Au 24 mai 2026, l'Iran continue d'exécuter des prisonniers politiques à un rythme alarmant, avec des rapports indiquant que 37 individus ont été mis à mort depuis mars de cette année. Cette augmentation coïncide avec une répression de la dissidence politique au milieu de manifestations généralisées contre le régime.

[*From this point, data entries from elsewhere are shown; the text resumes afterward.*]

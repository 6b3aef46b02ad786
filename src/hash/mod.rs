//! Content fingerprinting for nodedb
//!
//! A streaming 64-bit hash of character content, independent of how the
//! content is chunked. Used to detect whether indexed sources changed.

mod stream;

pub use stream::{hash, hash_file, hash_reader, split_hash, StreamHasher};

La dernière exécution a impliqué Erfan Shakourzadeh, un prisonnier politique accusé d'espionnage pour une prétendue coopération avec les agences de renseignement américaines et israéliennes. Son exécution fait suite à des rapports faisant état de nombreux prisonniers soumis à de sévères mauvais traitements, y compris de longues périodes d'isolement avant leur mort.
Les défenseurs des droits de l'homme ont condamné ces exécutions comme faisant partie d'une stratégie plus large des autorités iraniennes pour étouffer l'opposition et intimider la population. Le chef du pouvoir judiciaire iranien a récemment déclaré qu'il n'y aurait "aucune pitié" pour ceux engagés dans des activités jugées menaçantes pour l'État.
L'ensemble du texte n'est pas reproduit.